Provided entries ->
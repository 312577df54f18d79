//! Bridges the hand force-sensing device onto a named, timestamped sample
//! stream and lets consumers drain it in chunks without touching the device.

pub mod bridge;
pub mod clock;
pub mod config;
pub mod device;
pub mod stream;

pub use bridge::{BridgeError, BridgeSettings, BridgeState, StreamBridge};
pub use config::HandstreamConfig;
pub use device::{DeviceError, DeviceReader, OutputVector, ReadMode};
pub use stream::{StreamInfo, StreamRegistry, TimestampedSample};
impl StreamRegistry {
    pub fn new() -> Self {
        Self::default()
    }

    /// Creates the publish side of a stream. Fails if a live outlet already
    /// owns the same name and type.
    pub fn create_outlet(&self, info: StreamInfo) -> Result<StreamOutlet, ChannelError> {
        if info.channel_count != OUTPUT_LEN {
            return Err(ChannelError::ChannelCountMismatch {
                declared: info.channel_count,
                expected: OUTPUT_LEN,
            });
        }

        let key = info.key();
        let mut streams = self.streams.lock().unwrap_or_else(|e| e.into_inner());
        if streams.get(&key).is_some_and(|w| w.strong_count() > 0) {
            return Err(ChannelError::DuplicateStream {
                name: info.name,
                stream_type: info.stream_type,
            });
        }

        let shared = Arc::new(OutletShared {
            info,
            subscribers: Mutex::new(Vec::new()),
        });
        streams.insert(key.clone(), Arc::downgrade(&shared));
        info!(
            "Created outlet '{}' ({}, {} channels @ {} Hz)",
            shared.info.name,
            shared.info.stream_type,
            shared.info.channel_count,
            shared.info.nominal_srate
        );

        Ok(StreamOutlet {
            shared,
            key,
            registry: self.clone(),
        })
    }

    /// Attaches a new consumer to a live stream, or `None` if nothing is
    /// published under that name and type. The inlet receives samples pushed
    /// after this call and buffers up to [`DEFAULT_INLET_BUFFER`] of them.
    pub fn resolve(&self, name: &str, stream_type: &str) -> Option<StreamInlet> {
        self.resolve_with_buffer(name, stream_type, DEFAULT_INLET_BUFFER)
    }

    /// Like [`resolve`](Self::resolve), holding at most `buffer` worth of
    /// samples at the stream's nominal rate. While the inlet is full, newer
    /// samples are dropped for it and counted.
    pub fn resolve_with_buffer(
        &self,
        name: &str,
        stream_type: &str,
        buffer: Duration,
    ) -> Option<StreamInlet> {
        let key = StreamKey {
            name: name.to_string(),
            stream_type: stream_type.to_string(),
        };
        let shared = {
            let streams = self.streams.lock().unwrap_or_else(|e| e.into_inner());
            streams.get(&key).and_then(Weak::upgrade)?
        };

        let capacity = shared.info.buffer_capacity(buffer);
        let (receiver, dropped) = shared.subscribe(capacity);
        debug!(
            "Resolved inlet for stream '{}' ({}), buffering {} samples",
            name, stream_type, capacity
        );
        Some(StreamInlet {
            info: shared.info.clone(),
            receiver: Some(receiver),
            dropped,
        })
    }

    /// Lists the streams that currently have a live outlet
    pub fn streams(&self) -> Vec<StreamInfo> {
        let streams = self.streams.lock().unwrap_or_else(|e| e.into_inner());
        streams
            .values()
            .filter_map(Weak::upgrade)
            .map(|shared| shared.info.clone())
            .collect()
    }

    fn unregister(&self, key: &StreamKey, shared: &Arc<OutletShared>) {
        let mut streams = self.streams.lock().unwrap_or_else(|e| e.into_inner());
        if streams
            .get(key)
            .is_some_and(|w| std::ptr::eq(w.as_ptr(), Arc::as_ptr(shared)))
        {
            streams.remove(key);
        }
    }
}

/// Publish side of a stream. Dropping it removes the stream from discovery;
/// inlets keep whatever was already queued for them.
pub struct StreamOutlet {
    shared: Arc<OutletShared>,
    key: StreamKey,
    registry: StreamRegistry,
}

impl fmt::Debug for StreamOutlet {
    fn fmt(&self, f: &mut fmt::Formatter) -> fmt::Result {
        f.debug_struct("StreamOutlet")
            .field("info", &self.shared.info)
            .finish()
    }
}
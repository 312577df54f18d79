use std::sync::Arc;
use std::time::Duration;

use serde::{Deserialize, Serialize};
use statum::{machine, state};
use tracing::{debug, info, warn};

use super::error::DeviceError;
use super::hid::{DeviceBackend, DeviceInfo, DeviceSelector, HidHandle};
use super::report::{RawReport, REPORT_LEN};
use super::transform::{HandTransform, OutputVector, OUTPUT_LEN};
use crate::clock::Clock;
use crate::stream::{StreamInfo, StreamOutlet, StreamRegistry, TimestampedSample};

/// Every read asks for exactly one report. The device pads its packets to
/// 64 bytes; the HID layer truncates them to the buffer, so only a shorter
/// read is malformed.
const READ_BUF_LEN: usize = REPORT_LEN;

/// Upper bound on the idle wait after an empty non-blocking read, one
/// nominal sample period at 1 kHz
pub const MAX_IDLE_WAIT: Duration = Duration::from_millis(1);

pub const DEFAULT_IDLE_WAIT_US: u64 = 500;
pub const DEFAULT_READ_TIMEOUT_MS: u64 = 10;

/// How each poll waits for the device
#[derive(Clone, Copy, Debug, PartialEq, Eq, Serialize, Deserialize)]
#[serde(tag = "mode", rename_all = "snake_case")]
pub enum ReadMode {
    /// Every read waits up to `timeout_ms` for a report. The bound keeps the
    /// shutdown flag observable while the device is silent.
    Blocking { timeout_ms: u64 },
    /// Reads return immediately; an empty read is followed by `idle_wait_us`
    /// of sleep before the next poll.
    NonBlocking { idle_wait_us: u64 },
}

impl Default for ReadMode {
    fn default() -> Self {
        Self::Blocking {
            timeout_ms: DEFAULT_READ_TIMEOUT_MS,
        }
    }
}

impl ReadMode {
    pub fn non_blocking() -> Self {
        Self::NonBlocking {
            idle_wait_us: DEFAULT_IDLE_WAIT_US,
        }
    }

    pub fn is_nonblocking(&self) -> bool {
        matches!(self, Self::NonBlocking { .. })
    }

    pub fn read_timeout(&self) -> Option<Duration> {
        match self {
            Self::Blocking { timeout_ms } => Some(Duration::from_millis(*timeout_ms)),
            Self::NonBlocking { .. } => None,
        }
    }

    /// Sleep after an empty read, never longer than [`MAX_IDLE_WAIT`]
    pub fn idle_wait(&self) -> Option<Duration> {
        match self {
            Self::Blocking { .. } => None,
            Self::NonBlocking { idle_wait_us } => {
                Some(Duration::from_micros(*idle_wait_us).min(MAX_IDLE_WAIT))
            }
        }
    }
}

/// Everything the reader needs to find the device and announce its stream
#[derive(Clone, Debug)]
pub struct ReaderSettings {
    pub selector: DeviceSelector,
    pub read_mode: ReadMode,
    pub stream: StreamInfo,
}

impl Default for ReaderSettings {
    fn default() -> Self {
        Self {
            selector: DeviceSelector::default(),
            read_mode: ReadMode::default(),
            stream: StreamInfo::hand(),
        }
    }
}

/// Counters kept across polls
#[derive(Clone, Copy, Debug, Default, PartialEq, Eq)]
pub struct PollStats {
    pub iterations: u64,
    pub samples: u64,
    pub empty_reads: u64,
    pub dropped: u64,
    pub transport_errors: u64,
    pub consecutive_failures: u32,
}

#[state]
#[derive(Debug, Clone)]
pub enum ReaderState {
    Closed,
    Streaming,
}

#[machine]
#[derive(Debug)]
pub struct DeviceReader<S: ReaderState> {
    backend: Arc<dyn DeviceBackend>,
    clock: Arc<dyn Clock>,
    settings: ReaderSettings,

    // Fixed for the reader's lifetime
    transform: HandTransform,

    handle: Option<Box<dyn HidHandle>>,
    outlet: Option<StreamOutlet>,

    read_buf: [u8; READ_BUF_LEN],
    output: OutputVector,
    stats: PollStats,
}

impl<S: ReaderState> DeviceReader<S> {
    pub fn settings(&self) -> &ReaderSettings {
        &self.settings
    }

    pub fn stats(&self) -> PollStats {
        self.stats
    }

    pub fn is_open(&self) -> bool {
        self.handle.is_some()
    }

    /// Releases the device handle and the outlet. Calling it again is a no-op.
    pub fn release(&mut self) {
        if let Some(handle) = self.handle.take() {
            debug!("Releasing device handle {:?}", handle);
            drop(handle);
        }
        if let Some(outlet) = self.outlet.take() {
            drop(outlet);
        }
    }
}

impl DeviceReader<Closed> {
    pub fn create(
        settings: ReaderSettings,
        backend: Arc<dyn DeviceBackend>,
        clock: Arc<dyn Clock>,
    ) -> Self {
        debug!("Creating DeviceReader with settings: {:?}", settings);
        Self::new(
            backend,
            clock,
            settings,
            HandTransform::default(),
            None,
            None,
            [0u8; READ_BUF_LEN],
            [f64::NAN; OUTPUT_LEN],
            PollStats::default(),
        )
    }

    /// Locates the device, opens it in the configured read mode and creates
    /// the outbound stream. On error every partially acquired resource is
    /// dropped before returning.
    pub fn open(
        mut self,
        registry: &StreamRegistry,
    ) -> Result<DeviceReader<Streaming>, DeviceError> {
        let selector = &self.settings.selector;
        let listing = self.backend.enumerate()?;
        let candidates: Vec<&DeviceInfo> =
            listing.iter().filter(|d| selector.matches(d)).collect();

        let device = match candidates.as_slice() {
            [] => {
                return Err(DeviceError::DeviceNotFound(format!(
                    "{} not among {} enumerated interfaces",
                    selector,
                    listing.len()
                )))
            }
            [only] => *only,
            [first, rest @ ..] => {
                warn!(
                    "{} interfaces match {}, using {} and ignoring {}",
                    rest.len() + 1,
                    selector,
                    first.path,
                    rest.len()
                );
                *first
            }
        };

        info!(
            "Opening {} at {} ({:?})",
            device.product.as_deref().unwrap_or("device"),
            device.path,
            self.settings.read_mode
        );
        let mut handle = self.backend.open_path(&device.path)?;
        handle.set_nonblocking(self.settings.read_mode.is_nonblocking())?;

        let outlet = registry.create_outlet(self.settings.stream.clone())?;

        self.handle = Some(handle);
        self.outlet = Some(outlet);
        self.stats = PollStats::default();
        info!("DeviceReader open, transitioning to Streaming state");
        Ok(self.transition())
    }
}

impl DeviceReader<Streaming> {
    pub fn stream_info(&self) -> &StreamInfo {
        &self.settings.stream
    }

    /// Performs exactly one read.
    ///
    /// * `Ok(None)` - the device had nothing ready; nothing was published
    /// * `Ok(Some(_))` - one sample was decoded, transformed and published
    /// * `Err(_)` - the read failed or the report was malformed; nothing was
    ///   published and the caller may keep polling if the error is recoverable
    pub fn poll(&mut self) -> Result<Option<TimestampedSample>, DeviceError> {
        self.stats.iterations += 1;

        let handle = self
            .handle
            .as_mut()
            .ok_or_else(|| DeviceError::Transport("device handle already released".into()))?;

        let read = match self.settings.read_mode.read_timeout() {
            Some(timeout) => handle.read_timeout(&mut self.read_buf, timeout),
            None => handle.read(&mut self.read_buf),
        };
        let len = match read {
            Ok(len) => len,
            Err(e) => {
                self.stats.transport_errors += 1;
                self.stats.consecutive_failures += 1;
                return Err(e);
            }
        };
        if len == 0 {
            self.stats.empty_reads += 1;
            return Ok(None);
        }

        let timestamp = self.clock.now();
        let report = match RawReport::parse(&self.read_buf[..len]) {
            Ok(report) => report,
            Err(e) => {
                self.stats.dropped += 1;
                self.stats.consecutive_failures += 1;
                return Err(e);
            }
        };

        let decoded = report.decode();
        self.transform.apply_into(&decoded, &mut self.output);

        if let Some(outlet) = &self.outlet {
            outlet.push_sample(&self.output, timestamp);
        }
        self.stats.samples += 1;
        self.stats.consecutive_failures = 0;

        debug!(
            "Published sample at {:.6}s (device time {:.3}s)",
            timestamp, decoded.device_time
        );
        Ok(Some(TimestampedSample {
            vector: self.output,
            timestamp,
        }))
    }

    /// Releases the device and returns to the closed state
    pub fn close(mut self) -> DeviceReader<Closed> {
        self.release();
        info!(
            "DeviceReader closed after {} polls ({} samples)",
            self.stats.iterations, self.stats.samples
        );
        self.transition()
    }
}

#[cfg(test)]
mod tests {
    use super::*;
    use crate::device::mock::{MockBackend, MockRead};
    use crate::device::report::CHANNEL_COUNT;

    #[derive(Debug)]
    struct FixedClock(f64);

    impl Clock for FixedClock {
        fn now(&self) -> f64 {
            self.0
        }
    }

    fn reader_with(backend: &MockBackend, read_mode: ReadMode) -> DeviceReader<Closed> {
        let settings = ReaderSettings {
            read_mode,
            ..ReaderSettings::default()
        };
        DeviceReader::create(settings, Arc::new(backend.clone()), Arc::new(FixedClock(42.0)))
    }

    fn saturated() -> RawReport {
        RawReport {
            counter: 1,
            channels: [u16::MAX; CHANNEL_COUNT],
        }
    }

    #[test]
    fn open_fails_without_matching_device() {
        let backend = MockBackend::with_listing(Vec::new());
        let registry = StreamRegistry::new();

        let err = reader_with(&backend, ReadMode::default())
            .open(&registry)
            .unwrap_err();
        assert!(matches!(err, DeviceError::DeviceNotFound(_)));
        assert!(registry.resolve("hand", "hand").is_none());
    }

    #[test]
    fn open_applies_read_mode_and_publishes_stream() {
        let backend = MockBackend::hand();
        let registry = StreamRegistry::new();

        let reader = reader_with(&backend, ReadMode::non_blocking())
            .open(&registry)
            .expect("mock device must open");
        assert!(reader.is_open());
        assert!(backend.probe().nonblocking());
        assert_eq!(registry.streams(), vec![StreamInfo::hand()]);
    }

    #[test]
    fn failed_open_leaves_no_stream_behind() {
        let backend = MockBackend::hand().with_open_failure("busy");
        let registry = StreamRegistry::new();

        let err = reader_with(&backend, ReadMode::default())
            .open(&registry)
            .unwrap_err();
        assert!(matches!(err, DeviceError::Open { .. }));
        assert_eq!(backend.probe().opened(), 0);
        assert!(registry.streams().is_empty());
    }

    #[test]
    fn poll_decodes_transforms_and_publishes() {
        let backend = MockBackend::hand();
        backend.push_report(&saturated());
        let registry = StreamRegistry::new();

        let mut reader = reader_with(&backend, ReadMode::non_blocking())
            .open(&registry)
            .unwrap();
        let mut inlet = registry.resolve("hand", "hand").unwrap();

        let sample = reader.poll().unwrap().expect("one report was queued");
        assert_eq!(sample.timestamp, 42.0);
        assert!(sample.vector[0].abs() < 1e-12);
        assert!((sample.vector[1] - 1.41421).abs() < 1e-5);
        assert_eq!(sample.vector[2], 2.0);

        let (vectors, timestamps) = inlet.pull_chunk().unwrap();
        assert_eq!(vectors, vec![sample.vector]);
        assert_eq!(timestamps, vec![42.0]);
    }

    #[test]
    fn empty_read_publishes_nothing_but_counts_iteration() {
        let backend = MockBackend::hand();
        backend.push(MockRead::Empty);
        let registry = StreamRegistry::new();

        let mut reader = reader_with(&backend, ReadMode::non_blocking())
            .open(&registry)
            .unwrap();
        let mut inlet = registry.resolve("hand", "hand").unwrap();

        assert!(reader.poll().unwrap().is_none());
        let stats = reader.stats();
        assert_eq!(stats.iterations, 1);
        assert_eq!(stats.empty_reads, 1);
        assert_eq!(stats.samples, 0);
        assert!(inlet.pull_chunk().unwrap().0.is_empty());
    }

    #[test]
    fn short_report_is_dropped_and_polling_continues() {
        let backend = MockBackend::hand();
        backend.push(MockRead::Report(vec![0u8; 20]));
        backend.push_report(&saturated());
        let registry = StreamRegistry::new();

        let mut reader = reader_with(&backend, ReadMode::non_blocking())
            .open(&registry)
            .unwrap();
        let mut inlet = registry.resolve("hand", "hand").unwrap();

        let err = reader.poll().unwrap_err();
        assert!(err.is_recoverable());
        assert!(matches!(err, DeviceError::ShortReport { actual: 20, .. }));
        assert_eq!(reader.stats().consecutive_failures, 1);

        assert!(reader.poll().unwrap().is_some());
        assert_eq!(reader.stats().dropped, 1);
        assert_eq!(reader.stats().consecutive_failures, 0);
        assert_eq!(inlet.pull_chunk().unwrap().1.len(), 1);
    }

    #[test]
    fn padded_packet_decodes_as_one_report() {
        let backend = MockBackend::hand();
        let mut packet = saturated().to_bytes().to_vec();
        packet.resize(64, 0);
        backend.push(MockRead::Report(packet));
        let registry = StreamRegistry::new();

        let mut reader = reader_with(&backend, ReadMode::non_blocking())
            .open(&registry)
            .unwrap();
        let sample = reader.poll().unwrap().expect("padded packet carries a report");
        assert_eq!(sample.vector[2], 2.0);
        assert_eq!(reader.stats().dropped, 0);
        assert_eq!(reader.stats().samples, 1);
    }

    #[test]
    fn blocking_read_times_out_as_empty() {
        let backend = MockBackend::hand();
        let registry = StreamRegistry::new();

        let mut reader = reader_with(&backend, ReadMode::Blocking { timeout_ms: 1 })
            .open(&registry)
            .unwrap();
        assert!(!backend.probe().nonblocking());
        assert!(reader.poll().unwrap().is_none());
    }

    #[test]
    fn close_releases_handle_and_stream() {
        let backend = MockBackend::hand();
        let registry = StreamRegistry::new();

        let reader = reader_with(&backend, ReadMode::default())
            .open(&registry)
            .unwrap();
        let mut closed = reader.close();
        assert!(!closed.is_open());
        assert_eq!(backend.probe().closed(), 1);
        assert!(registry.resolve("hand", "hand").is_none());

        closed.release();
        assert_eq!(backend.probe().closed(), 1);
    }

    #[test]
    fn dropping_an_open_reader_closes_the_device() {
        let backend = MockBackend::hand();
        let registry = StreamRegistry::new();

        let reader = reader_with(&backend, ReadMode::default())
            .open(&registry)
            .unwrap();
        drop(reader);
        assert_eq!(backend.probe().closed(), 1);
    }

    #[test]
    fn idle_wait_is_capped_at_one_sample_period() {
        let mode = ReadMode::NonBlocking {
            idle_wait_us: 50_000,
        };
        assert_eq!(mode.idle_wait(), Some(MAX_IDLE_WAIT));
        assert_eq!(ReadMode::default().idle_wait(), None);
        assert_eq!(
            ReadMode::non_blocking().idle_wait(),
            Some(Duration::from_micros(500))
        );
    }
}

Directions ->
Retype, in the same exact form, the lines of the material above from the line holding "assert!(reader.poll().unwrap().is_some());" through the line holding "assert!(!closed.is_open());".

Written solution ->
        assert!(reader.poll().unwrap().is_some());
        assert_eq!(reader.stats().dropped, 1);
        assert_eq!(reader.stats().consecutive_failures, 0);
        assert_eq!(inlet.pull_chunk().unwrap().1.len(), 1);
    }

    #[test]
    fn padded_packet_decodes_as_one_report() {
        let backend = MockBackend::hand();
        let mut packet = saturated().to_bytes().to_vec();
        packet.resize(64, 0);
        backend.push(MockRead::Report(packet));
        let registry = StreamRegistry::new();

        let mut reader = reader_with(&backend, ReadMode::non_blocking())
            .open(&registry)
            .unwrap();
        let sample = reader.poll().unwrap().expect("padded packet carries a report");
        assert_eq!(sample.vector[2], 2.0);
        assert_eq!(reader.stats().dropped, 0);
        assert_eq!(reader.stats().samples, 1);
    }

    #[test]
    fn blocking_read_times_out_as_empty() {
        let backend = MockBackend::hand();
        let registry = StreamRegistry::new();

        let mut reader = reader_with(&backend, ReadMode::Blocking { timeout_ms: 1 })
            .open(&registry)
            .unwrap();
        assert!(!backend.probe().nonblocking());
        assert!(reader.poll().unwrap().is_none());
    }

    #[test]
    fn close_releases_handle_and_stream() {
        let backend = MockBackend::hand();
        let registry = StreamRegistry::new();

        let reader = reader_with(&backend, ReadMode::default())
            .open(&registry)
            .unwrap();
        let mut closed = reader.close();
        assert!(!closed.is_open());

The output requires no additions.